I can't say that I disagree with you in your assessment, JD. Ponder this though...the republicans that are there and are viable are a minority within the Republican party. There are NONE in the Socialist party. I will fight as hard as I'm able to get as many republican or libertarians (actually they are more in line with my thoughts) into the Republican party as long as it is the only viable party different than the Socialist party. I've cast more votes for people like Ron Paul than I care to recollect in the primaries, but in the general election, my votes-had they been for him (and they just might have been due to my heard-headed nature) would have been wasted. The Republicans know that they are the only viable party in this essentially-two-party system. Best hope is to get the anti-establishment republican to be the nominee for the establishment Republicans' show pony.

I look that we do need to fight among ourselves during the primary, then fight the smart fight against the bigger enemy in the general.

An enemy of my enemy is my friend. Socialists are my enemy.

...and your argument to me should be "Mark, there's no difference between establishment Republicans and the socialists. They have the House and Senate and the power to stop this communist pres' illegal overreach and have passes many many opportunities to impeach him, defund him, overturn his edicts, etc and have done nothing but go along with it".

And I will quote Canada Bill Jones in a weak hearted attempt to justify myself: "I know it's crooked, but it's the only game in town".
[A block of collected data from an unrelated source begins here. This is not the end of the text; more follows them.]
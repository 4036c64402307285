use ratatui::style::{Color, Modifier, Style};

/// Colors for one theme. Dark mode swaps the whole palette and nothing else.
#[derive(Debug, Clone, Copy, PartialEq, Eq)]
pub struct Palette {
    pub background: Color,
    pub foreground: Color,
    pub muted: Color,
    pub accent: Color,
    pub border: Color,
    pub selection: Color,
    pub error: Color,
}

impl Palette {
    pub fn light() -> Self {
        Self {
            background: Color::Rgb(250, 248, 243),
            foreground: Color::Rgb(40, 40, 40),
            muted: Color::Rgb(128, 128, 128),
            accent: Color::Rgb(0xe6, 0x7e, 0x22),
            border: Color::Rgb(170, 165, 155),
            selection: Color::Rgb(255, 236, 204),
            error: Color::Rgb(192, 57, 43),
        }
    }

    pub fn dark() -> Self {
        Self {
            background: Color::Rgb(24, 26, 31),
            foreground: Color::Rgb(225, 225, 225),
            muted: Color::Rgb(120, 124, 132),
            accent: Color::Rgb(0xf3, 0x9c, 0x4b),
            border: Color::Rgb(70, 74, 82),
            selection: Color::Rgb(58, 48, 36),
            error: Color::Rgb(231, 96, 84),
        }
    }

    pub fn for_mode(dark_mode: bool) -> Self {
        if dark_mode { Self::dark() } else { Self::light() }
    }

    pub fn base(&self) -> Style {
        Style::default().fg(self.foreground).bg(self.background)
    }

    pub fn muted(&self) -> Style {
        Style::default().fg(self.muted)
    }

    pub fn title(&self) -> Style {
        Style::default()
            .fg(self.accent)
            .add_modifier(Modifier::BOLD)
    }

    pub fn border(&self, focused: bool) -> Style {
        if focused {
            Style::default().fg(self.accent)
        } else {
            Style::default().fg(self.border)
        }
    }

    pub fn selected(&self) -> Style {
        Style::default()
            .bg(self.selection)
            .add_modifier(Modifier::BOLD)
    }

    /// Entry color, or the accent when the code is not a usable hex color.
    pub fn entry_color(&self, code: &str) -> Color {
        parse_hex_color(code).unwrap_or(self.accent)
    }
}

/// Parse `#rrggbb` or `#rgb`.
pub fn parse_hex_color(raw: &str) -> Option<Color> {
    let hex = raw.trim().strip_prefix('#')?;
    if !hex.is_ascii() {
        return None;
    }
    let channel = |digits: &str| u8::from_str_radix(digits, 16).ok();
    match hex.len() {
        6 => Some(Color::Rgb(
            channel(&hex[0..2])?,
            channel(&hex[2..4])?,
            channel(&hex[4..6])?,
        )),
        3 => {
            let mut expanded = hex.chars().map(|digit| channel(&format!("{digit}{digit}")));
            Some(Color::Rgb(expanded.next()??, expanded.next()??, expanded.next()??))
        }
        _ => None,
    }
}

#[cfg(test)]
mod tests {
    use super::*;

    #[test]
    fn parses_long_and_short_hex() {
        assert_eq!(parse_hex_color("#e67e22"), Some(Color::Rgb(0xe6, 0x7e, 0x22)));
        assert_eq!(parse_hex_color(" #0f8 "), Some(Color::Rgb(0x00, 0xff, 0x88)));
    }

    #[test]
    fn rejects_other_notations() {
        assert_eq!(parse_hex_color("red"), None);
        assert_eq!(parse_hex_color("#12345"), None);
        assert_eq!(parse_hex_color("#gg0000"), None);
        assert_eq!(parse_hex_color("#ïï0"), None);
        assert_eq!(parse_hex_color("#aïïa"), None);
    }

    #[test]
    fn unusable_entry_colors_fall_back_to_accent() {
        let palette = Palette::light();
        assert_eq!(palette.entry_color("blue-ish"), palette.accent);
    }
}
Deal me in, I ain't sittin any hands out!

73, Mark


----------



## JD3430 (Jan 1, 2012)

Mark,
I totally agree- there's no republican socialists....yet...
You sure as heck know the kid in the neighborhood that doesn't like you. He's easy to see coming a mile away. It's your "buddy" that's undermining you behind your back you don't see that can really hurt you. 
I look at democrats as the former and RINOs as the latter. I'm really disappointed in the RINOs that I thought were our friends that undermined us (republicans) behind our backs after we made majorities out of them in the congress and senate. 
I hear a guy like Jeff Sessions get up there and call the president out for what he is, and it gives me some hope. We not only need to win, but we need the right republicans to win.


----------